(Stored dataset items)
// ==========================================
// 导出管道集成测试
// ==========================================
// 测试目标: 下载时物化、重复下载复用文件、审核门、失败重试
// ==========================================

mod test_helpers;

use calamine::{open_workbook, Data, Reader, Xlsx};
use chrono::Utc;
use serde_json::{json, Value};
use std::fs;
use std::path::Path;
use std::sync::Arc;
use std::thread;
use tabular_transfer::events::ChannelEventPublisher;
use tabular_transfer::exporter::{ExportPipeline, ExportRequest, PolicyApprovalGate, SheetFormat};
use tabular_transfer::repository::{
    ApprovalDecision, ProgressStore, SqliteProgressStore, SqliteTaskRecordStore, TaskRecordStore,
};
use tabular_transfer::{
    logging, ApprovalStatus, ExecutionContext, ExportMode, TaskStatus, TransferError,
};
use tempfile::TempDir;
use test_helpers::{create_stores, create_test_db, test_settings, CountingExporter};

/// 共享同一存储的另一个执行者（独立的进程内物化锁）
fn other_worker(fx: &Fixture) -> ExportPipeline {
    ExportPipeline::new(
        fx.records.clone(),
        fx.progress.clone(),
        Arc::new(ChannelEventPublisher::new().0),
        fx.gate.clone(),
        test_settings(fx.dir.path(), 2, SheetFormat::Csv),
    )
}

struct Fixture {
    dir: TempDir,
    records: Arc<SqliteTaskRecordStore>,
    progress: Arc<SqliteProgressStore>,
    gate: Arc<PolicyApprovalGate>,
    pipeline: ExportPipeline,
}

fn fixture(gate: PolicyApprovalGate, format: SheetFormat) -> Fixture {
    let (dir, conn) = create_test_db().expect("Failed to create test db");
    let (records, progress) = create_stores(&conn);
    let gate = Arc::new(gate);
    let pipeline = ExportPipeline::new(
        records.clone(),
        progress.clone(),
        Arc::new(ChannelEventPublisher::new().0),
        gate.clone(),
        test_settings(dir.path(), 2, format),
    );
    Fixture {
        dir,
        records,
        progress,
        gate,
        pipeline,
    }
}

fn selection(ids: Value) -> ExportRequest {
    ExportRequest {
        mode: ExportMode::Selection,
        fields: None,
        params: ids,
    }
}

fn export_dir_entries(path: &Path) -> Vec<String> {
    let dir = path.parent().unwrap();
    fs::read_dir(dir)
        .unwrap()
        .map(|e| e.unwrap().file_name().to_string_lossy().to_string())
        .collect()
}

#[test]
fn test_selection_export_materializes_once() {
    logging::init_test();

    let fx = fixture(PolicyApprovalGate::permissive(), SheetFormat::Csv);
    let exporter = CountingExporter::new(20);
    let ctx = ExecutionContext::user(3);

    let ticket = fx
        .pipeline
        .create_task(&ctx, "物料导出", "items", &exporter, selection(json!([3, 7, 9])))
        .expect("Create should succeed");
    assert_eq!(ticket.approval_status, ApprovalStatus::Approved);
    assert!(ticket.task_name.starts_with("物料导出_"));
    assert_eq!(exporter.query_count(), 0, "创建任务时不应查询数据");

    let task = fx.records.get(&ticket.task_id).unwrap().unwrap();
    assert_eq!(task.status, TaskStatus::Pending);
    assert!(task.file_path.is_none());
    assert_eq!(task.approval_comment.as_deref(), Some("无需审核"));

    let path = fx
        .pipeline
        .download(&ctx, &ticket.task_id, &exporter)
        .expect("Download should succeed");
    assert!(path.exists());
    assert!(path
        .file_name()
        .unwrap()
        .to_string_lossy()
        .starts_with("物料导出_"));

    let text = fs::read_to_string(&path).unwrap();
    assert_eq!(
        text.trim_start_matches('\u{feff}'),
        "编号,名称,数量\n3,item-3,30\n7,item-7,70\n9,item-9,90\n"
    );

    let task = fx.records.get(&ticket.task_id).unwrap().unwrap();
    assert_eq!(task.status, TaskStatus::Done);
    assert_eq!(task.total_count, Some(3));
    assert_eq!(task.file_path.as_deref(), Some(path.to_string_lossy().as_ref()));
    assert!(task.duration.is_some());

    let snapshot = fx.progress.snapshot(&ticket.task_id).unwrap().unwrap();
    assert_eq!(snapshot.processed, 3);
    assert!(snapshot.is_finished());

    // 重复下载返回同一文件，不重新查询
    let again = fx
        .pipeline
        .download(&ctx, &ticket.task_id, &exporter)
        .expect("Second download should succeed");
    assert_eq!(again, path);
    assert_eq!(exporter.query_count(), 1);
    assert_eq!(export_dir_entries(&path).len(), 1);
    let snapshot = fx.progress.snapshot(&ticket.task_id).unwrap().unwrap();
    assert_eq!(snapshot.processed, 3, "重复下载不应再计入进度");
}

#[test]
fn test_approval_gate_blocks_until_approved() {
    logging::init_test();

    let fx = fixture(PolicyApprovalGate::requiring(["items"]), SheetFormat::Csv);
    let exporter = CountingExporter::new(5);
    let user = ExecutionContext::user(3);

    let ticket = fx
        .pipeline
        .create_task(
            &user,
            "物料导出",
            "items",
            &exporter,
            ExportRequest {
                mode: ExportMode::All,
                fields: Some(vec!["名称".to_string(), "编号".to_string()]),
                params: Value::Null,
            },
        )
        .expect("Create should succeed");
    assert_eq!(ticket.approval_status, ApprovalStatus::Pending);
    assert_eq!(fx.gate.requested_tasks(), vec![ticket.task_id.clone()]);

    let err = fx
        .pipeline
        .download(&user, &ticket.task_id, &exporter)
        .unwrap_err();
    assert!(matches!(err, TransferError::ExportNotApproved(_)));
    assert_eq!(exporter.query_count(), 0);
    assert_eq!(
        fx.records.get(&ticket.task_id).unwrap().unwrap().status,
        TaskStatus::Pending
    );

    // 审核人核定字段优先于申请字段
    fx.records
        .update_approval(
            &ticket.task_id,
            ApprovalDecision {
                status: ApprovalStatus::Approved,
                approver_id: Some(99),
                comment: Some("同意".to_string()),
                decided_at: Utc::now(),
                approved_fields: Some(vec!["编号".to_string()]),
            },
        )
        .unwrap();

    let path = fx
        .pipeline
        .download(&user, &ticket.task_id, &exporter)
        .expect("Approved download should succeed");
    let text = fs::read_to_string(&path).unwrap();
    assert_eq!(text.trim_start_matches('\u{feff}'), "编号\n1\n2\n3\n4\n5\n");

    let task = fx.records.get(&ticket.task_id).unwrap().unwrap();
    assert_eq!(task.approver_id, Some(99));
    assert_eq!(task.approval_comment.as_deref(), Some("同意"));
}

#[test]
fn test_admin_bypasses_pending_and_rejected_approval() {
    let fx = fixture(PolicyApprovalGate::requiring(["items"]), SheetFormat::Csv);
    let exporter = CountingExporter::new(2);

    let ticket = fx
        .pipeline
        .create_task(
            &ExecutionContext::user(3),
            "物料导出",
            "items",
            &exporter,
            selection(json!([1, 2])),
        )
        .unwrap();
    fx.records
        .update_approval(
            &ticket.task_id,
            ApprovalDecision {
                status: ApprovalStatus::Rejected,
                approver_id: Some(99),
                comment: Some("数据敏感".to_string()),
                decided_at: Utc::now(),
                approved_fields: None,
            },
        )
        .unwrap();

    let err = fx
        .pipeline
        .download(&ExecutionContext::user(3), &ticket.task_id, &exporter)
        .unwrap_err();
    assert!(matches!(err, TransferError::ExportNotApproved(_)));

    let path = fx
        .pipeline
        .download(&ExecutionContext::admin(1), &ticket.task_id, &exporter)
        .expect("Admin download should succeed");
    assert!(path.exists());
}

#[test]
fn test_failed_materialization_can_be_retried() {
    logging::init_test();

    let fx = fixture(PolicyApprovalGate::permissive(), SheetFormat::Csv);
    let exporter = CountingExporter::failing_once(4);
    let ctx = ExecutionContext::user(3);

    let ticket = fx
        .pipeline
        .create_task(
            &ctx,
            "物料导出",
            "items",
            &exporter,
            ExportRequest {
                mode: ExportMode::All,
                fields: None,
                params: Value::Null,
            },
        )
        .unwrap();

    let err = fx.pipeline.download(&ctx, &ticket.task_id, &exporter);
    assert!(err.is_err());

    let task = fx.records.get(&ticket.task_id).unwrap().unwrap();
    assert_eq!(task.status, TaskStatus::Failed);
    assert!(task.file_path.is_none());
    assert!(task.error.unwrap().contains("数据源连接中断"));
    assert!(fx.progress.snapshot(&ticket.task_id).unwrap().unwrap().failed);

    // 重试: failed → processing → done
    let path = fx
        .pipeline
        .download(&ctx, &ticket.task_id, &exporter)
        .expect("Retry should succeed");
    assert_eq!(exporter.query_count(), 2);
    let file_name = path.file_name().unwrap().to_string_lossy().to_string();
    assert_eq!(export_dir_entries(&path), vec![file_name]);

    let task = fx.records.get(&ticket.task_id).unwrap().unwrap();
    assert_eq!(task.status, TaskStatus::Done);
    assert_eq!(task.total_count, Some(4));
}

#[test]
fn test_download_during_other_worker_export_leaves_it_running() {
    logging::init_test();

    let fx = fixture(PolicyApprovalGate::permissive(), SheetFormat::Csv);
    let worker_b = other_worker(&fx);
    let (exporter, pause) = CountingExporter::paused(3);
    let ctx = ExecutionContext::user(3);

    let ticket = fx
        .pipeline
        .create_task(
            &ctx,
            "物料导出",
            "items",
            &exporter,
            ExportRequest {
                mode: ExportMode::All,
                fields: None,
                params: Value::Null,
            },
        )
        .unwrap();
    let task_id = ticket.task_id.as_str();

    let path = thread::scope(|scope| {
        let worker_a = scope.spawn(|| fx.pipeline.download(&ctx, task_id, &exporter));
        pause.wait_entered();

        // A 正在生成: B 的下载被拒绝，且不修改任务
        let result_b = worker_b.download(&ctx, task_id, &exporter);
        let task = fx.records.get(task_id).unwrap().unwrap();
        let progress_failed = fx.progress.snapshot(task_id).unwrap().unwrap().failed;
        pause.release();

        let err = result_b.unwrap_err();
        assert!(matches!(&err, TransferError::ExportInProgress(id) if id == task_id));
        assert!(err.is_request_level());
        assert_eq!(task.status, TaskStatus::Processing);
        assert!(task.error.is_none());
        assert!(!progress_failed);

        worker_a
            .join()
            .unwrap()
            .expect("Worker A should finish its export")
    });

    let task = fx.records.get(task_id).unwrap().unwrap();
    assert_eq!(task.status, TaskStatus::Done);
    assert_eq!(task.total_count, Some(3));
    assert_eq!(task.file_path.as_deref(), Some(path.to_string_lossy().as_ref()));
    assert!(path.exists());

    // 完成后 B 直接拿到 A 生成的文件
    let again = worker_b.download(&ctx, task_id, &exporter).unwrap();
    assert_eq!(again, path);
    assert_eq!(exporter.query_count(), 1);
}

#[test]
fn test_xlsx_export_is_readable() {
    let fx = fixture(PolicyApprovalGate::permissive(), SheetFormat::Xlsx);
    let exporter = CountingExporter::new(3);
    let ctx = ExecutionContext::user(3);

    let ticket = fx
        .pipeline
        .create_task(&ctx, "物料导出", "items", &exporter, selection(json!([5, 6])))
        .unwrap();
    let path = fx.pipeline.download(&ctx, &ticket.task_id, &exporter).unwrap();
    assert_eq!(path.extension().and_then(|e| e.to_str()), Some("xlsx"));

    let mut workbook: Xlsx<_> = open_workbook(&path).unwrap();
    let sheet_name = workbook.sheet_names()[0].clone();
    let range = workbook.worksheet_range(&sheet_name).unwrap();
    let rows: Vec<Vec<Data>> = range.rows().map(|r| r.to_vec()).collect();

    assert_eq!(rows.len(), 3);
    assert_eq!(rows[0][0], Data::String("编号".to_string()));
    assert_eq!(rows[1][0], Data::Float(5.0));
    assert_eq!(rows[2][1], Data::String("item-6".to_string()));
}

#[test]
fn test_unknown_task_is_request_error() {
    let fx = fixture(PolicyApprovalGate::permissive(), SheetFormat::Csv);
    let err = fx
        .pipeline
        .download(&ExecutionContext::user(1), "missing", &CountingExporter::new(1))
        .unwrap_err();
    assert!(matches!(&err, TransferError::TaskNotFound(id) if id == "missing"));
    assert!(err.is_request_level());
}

§ DIRECTIONS FOR THIS TASK:
Going through the entries above, tally each line that has the word "succeed". Answer with the number only.

§ ANSWER SECTION:
7